RNDIS was a mechanism for tethering over USB, and you could certainly pair "Bluetooth Network Adapters" for years and there's a profile for it. So there's at least precedent for it. That makes it pretty plausible to me.
There's still a fuse for the DCM even in this car but:
- It has an internal battery and will keep running for quite a while after pulling the fuse. This is a safety feature in case you get in a crash that disconnects the 12V battery
- It will break your in-car microphone as discussed. Repairing that requires opening up the dash
- That won't do anything for disconnecting the GPS antenna
Storage space is limited. There's a black box for accidents that keeps a rolling window of data. That's not the dcm. Outside of that, how much telemetry can you store? What's the retention when there's no cellular connection? And importantly, where is it stored?
My guess is that the dcm, having a battery back up and a cellular connection, is also the telemetry store. No evidence other than it's the cheapest and most reliable way to do it.
At least for Subaru, the dcm also connects to all antenna so removing it disconnects gps antenna. For other cars, I'd still expect removing the dcm to be good enough for 95% of people given the current expectation from car companies that no one would want to remove the dcm.
That's an interesting point but consider that bandwidth is also limited when we're talking about an always on system that's in every vehicle sold. And until recently storage was remarkably cheap.
If you log 32 bytes once per second that's only 962 MiB per year uncompressed. But 32 bytes is a lot (or depending on what you're logging not very much), once per second is almost certainly more frequent than necessary, and almost all vehicles spend the vast majority of their time turned off.
For example logging RPM every 100 ms, 8 bits gets you reasonable but not perfect accuracy and you're looking at 300 MiB per year of continuous operation. It's just not much of a storage requirement for quite detailed telemetry.
Good point, but in practice I think the only way onboard data could be exfiltrated is by a dealer while the car is being serviced. If you DIY or hire an independent mechanic, this seems unlikely.
They don't. They have all internet traffic dragnetted and satellite imaging and radar far beyond what is publicly disclosed. They don't need to check in with some low res crap that insurance companies use to nickel and dime you. If you're trying to escape surveillance and control from TLAs then you better start your moon base plans soon.

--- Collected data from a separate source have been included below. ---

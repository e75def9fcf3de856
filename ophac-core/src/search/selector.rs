//! Model selection among the distinct candidates of a search.

use tracing::debug;

use crate::{
    Result,
    dendrogram::Dendrogram,
    dissimilarity::{DissimilarityMatrix, NormOrder},
};

/// Measures how far the ultrametric of `candidate` lies from `dissimilarity`.
pub(crate) fn score(
    dissimilarity: &DissimilarityMatrix,
    candidate: &Dendrogram,
    norm_order: NormOrder,
    tie_break: f64,
) -> Result<f64> {
    let ultrametric = candidate.ultrametric(dissimilarity.size(), tie_break)?;
    Ok(dissimilarity.minus(&ultrametric)?.norm(norm_order))
}

/// Returns every candidate whose score equals the lowest score exactly.
///
/// A lone candidate is returned without scoring.
pub(crate) fn pick_best(
    candidates: Vec<Dendrogram>,
    dissimilarity: &DissimilarityMatrix,
    norm_order: NormOrder,
    tie_break: f64,
) -> Result<Vec<Dendrogram>> {
    if candidates.len() <= 1 {
        return Ok(candidates);
    }

    let mut scored = candidates
        .into_iter()
        .map(|candidate| {
            score(dissimilarity, &candidate, norm_order, tie_break).map(|value| (value, candidate))
        })
        .collect::<Result<Vec<_>>>()?;
    scored.sort_by(|left, right| left.0.total_cmp(&right.0));

    let best = scored.first().map_or(0.0, |(value, _)| *value);
    let winners: Vec<Dendrogram> = scored
        .into_iter()
        .take_while(|(value, _)| *value == best)
        .map(|(_, candidate)| candidate)
        .collect();
    debug!(best_score = best, ties = winners.len(), "selected best candidates");
    Ok(winners)
}
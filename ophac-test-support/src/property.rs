//! Property-test run profile and input strategies.
//!
//! Suites read the case count and fork mode through [`proptest_config`], so
//! CI can widen or narrow every property at once through the environment.

use std::{env, ops::RangeInclusive};

use proptest::{prelude::*, test_runner::Config};

/// Environment variable overriding the number of cases per property.
pub const OPHAC_PBT_CASES_ENV_KEY: &str = "OPHAC_PBT_CASES";
/// Environment variable enabling forked proptest execution.
pub const OPHAC_PBT_FORK_ENV_KEY: &str = "OPHAC_PBT_FORK";

/// Case count and fork mode for one property suite.
#[derive(Clone, Copy, Debug, PartialEq, Eq)]
pub struct RunProfile {
    cases: u32,
    fork: bool,
}

impl RunProfile {
    /// Resolves the profile from the environment, falling back to the given
    /// defaults for missing or malformed overrides.
    ///
    /// # Examples
    /// ```
    /// use ophac_test_support::property::RunProfile;
    ///
    /// let profile = RunProfile::load(32, false);
    /// assert!(profile.cases() > 0);
    /// ```
    #[must_use]
    pub fn load(default_cases: u32, default_fork: bool) -> Self {
        Self::resolve(default_cases, default_fork, |key| env::var(key).ok())
    }

    fn resolve<F>(default_cases: u32, default_fork: bool, lookup: F) -> Self
    where
        F: Fn(&'static str) -> Option<String>,
    {
        Self {
            cases: override_or(&lookup, OPHAC_PBT_CASES_ENV_KEY, default_cases, parse_cases),
            fork: override_or(&lookup, OPHAC_PBT_FORK_ENV_KEY, default_fork, parse_switch),
        }
    }

    /// Number of cases to run per property.
    #[must_use]
    pub const fn cases(self) -> u32 {
        self.cases
    }

    /// Whether each case runs in a forked subprocess.
    #[must_use]
    pub const fn fork(self) -> bool {
        self.fork
    }
}

/// Builds a proptest configuration from the environment profile.
#[must_use]
pub fn proptest_config(default_cases: u32) -> Config {
    let profile = RunProfile::load(default_cases, false);
    Config {
        cases: profile.cases(),
        fork: profile.fork(),
        ..Config::default()
    }
}

fn override_or<T, L, P>(lookup: &L, key: &'static str, default: T, parse: P) -> T
where
    L: Fn(&'static str) -> Option<String>,
    P: Fn(&str) -> Option<T>,
{
    let Some(raw) = lookup(key) else {
        return default;
    };
    parse(raw.trim()).unwrap_or_else(|| {
        tracing::warn!(env = key, raw = %raw, "ignoring malformed property-test override");
        default
    })
}

fn parse_cases(raw: &str) -> Option<u32> {
    raw.parse::<u32>().ok().filter(|&cases| cases > 0)
}

fn parse_switch(raw: &str) -> Option<bool> {
    match raw.to_ascii_lowercase().as_str() {
        "1" | "true" | "yes" | "on" => Some(true),
        "0" | "false" | "no" | "off" => Some(false),
        _ => None,
    }
}

/// Symmetric, zero-diagonal rows over `items` whose off-diagonal entries are
/// drawn from `1..=levels`.
///
/// Few levels produce many ties, which is where the search branches.
pub fn tied_rows(
    items: RangeInclusive<usize>,
    levels: u32,
) -> impl Strategy<Value = Vec<Vec<f64>>> {
    let top = levels.max(1);
    items.prop_flat_map(move |size| {
        proptest::collection::vec(1..=top, pair_count(size))
            .prop_map(move |upper| rows_from_upper(size, upper.into_iter().map(f64::from)))
    })
}

/// Symmetric, zero-diagonal rows over `items` with entries in `(0, 100)`.
pub fn real_rows(items: RangeInclusive<usize>) -> impl Strategy<Value = Vec<Vec<f64>>> {
    items.prop_flat_map(|size| {
        proptest::collection::vec(0.001_f64..100.0, pair_count(size))
            .prop_map(move |upper| rows_from_upper(size, upper))
    })
}

/// Edges `(a, b)` with `a < b` over `nodes` items; always acyclic.
pub fn forward_edges(nodes: usize) -> impl Strategy<Value = Vec<(usize, usize)>> {
    let candidates: Vec<(usize, usize)> = (0..nodes)
        .flat_map(|a| (a + 1..nodes).map(move |b| (a, b)))
        .collect();
    let count = candidates.len();
    proptest::collection::vec(any::<bool>(), count).prop_map(move |keep| {
        candidates
            .iter()
            .zip(keep)
            .filter_map(|(&edge, kept)| kept.then_some(edge))
            .collect()
    })
}

/// Number of unordered pairs over `size` items.
#[expect(
    clippy::integer_division,
    clippy::integer_division_remainder_used,
    reason = "n(n - 1) is always even"
)]
pub(crate) const fn pair_count(size: usize) -> usize {
    size * size.saturating_sub(1) / 2
}

pub(crate) fn rows_from_upper(size: usize, upper: impl IntoIterator<Item = f64>) -> Vec<Vec<f64>> {
    let mut rows = vec![vec![0.0; size]; size];
    let mut values = upper.into_iter();
    for i in 0..size {
        for j in i + 1..size {
            let value = values.next().unwrap_or(0.0);
            set(&mut rows, i, j, value);
            set(&mut rows, j, i, value);
        }
    }
    rows
}

fn set(rows: &mut [Vec<f64>], row: usize, col: usize, value: f64) {
    if let Some(slot) = rows.get_mut(row).and_then(|cells| cells.get_mut(col)) {
        *slot = value;
    }
}

#[cfg(test)]
mod tests {
    use super::*;

    use std::collections::HashMap;

    use rstest::rstest;

    fn resolve_with(overrides: &[(&'static str, &str)]) -> RunProfile {
        let env: HashMap<&'static str, String> = overrides
            .iter()
            .map(|&(key, value)| (key, value.to_owned()))
            .collect();
        RunProfile::resolve(64, false, |key| env.get(key).cloned())
    }

    #[test]
    fn defaults_apply_without_overrides() {
        assert_eq!(
            resolve_with(&[]),
            RunProfile {
                cases: 64,
                fork: false
            }
        );
    }

    #[rstest]
    #[case("8", 8)]
    #[case(" 512 ", 512)]
    #[case("0", 64)]
    #[case("-3", 64)]
    #[case("many", 64)]
    fn case_overrides(#[case] raw: &str, #[case] expected: u32) {
        assert_eq!(resolve_with(&[(OPHAC_PBT_CASES_ENV_KEY, raw)]).cases(), expected);
    }

    #[rstest]
    #[case("on", true)]
    #[case("YES", true)]
    #[case("0", false)]
    #[case("sometimes", false)]
    fn fork_overrides(#[case] raw: &str, #[case] expected: bool) {
        assert_eq!(resolve_with(&[(OPHAC_PBT_FORK_ENV_KEY, raw)]).fork(), expected);
    }

    #[rstest]
    #[case(0, 0)]
    #[case(1, 0)]
    #[case(4, 6)]
    fn pairs_cover_the_upper_triangle(#[case] size: usize, #[case] expected: usize) {
        assert_eq!(pair_count(size), expected);
    }

    #[test]
    fn rows_mirror_the_upper_triangle() {
        let rows = rows_from_upper(3, [1.0, 2.0, 3.0]);
        assert_eq!(
            rows,
            vec![
                vec![0.0, 1.0, 2.0],
                vec![1.0, 0.0, 3.0],
                vec![2.0, 3.0, 0.0],
            ]
        );
    }
}
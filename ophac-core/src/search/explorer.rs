//! Expansion of a single search state.

use tracing::trace;

use crate::{
    Result,
    dendrogram::{Dendrogram, Merge},
    dissimilarity::indistinguishable,
    error::OphacError,
    linkage::Linkage,
};

use super::{SearchState, Termination};

/// Result of expanding one state.
#[derive(Debug)]
pub(super) enum Expansion {
    /// The state is terminal; its path is a finished candidate.
    Terminal {
        path: Dendrogram,
        termination: Termination,
    },
    /// One child per legal merge at the selected level.
    Branches(Vec<SearchState>),
}

pub(super) fn expand(state: SearchState, linkage: Linkage) -> Result<Expansion> {
    if state.quiver.node_count() == 1 {
        return Ok(Expansion::Terminal {
            path: state.path,
            termination: Termination::Collapsed,
        });
    }

    let level = state.dissimilarity.chunks_ascending().into_iter().find_map(|chunk| {
        let mergeable: Vec<(usize, usize)> = chunk
            .pairs()
            .iter()
            .copied()
            .filter(|&(a, b)| state.quiver.can_merge(a, b))
            .collect();
        (!mergeable.is_empty()).then(|| (chunk.distance(), mergeable))
    });
    let Some((height, mergeable)) = level else {
        return Ok(Expansion::Terminal {
            path: state.path,
            termination: Termination::Exhausted,
        });
    };

    check_monotone(&state.path, height)?;

    let sizes = state.partition.sizes();
    let rule = linkage.rule(&sizes);
    let mut children = Vec::with_capacity(mergeable.len());
    for (a, b) in mergeable {
        trace!(a, b, height, depth = state.path.len(), "branching on merge");
        children.push(SearchState {
            dissimilarity: state.dissimilarity.merged_via(&rule, a, b)?,
            quiver: state.quiver.merge(a, b)?,
            partition: state.partition.merge(a, b)?,
            path: state.path.extend(Merge::new(a, b, height)),
        });
    }

    if children.is_empty() {
        return Err(OphacError::NoBranchTaken { distance: height });
    }
    Ok(Expansion::Branches(children))
}

/// Rejects a merge at `height` that would sit below the last merge of `path`.
///
/// Heights that are numerically indistinguishable from the previous one are
/// accepted as ties.
pub(super) fn check_monotone(path: &Dendrogram, height: f64) -> Result<()> {
    match path.last_height() {
        Some(previous) if height < previous && !indistinguishable(previous, height) => {
            Err(OphacError::NonMonotoneMerge {
                step: path.len(),
                previous,
                height,
            })
        }
        _ => Ok(()),
    }
}

#[cfg(test)]
#[expect(clippy::expect_used, reason = "tests require contextual panics")]
mod tests {
    use super::*;

    use rstest::rstest;

    use crate::{DissimilarityMatrix, Quiver};

    fn root(condensed: Vec<f64>, size: usize, quiver: Quiver) -> SearchState {
        let matrix = DissimilarityMatrix::from_condensed(size, condensed).expect("valid matrix");
        SearchState::root(matrix, quiver)
    }

    #[test]
    fn single_node_is_collapsed() {
        let state = root(Vec::new(), 1, Quiver::unconstrained(1));
        let expansion = expand(state, Linkage::Single).expect("expansion must succeed");
        assert!(matches!(
            expansion,
            Expansion::Terminal {
                termination: Termination::Collapsed,
                ..
            }
        ));
    }

    #[test]
    fn fully_ordered_items_are_exhausted() {
        let quiver = Quiver::from_edges(2, &[(0, 1)]).expect("acyclic");
        let state = root(vec![1.0], 2, quiver);
        let expansion = expand(state, Linkage::Single).expect("expansion must succeed");
        match expansion {
            Expansion::Terminal { path, termination } => {
                assert_eq!(termination, Termination::Exhausted);
                assert!(path.is_empty());
            }
            Expansion::Branches(_) => panic!("no merge is legal"),
        }
    }

    #[test]
    fn branches_over_every_tied_pair() {
        // All three pairs tied at 1.0.
        let state = root(vec![1.0, 1.0, 1.0], 3, Quiver::unconstrained(3));
        let Expansion::Branches(children) =
            expand(state, Linkage::Complete).expect("expansion must succeed")
        else {
            panic!("state must branch");
        };
        let pairs: Vec<_> = children
            .iter()
            .filter_map(|child| child.path.last().map(|merge| merge.pair()))
            .collect();
        assert_eq!(pairs, vec![(0, 1), (0, 2), (1, 2)]);
        assert!(children.iter().all(|child| child.quiver.node_count() == 2));
        assert!(children.iter().all(|child| child.partition.len() == 2));
    }

    #[test]
    fn skips_levels_without_legal_pairs() {
        // d(0,1) = 1 is forbidden; the next level d(0,2) = d(1,2) = 2 branches.
        let quiver = Quiver::from_edges(3, &[(0, 1)]).expect("acyclic");
        let state = root(vec![1.0, 2.0, 2.0], 3, quiver);
        let Expansion::Branches(children) =
            expand(state, Linkage::Single).expect("expansion must succeed")
        else {
            panic!("state must branch");
        };
        let merges: Vec<_> = children.iter().filter_map(|child| child.path.last()).collect();
        assert_eq!(merges, vec![Merge::new(0, 2, 2.0), Merge::new(1, 2, 2.0)]);
    }

    #[rstest]
    #[case(2.0, true)]
    #[case(2.0_f64.next_down(), true)]
    #[case(3.0, true)]
    #[case(1.5, false)]
    fn monotone_check_tolerates_only_ties(#[case] height: f64, #[case] accepted: bool) {
        let path = Dendrogram::new().extend(Merge::new(0, 1, 2.0));
        let result = check_monotone(&path, height);
        assert_eq!(result.is_ok(), accepted);
        if let Err(err) = result {
            assert_eq!(
                err,
                OphacError::NonMonotoneMerge {
                    step: 1,
                    previous: 2.0,
                    height
                }
            );
        }
    }

    #[test]
    fn first_merge_is_always_monotone() {
        assert!(check_monotone(&Dendrogram::new(), 0.0).is_ok());
    }
}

The kind of organized crime that those people should be focused on are also resistant to this kind of tracking. The cartels and gangs just use burner cars that they dump, possibly with the keys and title still in it. Good luck doing much with the log but you've got the log and even the entire car to try and gather all the evidence you want. This tracking is mainly for hemming up small fry and productive citizens.
That also means it isn't passed to your phone via android auto / carplay. Phone GPS is much worse than car GPS for road navigation. It's basically unusable.
My Ford ~(2018 era SYNC system) has GPS and Bluetooth but no cellular modem.
It still technically is used for telemetry... but only when you get into a wreck. It'll ping the onboard GPS at that time for coordinates, then place a voice call over your paired cellphone to 911 with TTS coordinates and information about the wreck.
"Attention. A side crash with rollover has occured in a Ford vehicle. Multiple impacts detected. The maximum speed change was 38 miles per hour. Airbags deployed. Detected ONE seatbelt fastened. Press 1 at any time for location information, or press 0 at any time to speak with vehicle occupants."
In a perfect world they wouldn't collect it either, but I'd rather Apple have it than the car manufacturer (or rather, only Apple vs both Apple and the car manufacturer)
Also even with no modem, if you use CarPlay on your phone _via Bluetooth_ then the car will just use your phone's internet connection, so I only use CarPlay via a wired USB connection.
Aside from that the car works great, everything is 100% functional. I suppose I don't get OTA updates, which I'm fine with.
Wow, that is evil that they steal your data to send telemetry back via carplay. I always assumed that was possible so I have never actually hooked my phone up to a car but it really saddens me that it actually happens. There is 0 requirement for my phone to pass along raw internet access to the car in my opinion.
I have a Skoda and the GPS module was broken and that messed up a lot of the systems in the car, I couldn't use the adaptive cruise control, no traffic signs recognition and no SOS module. And apparently CarPlay sometimes uses the car's GPS module, so navigation was also a pain. I'd have to start the navigation from outside the car, otherwise it wouldn't use the phone's GPS.
I don't need something to protect the privacy of others from me, I need something to protect my privacy from others. The majority of people who use smart glasses are not going to be using this - where is the product that will protect me from them?
> Make an RSA key of 4096 bits. Call it your personal key.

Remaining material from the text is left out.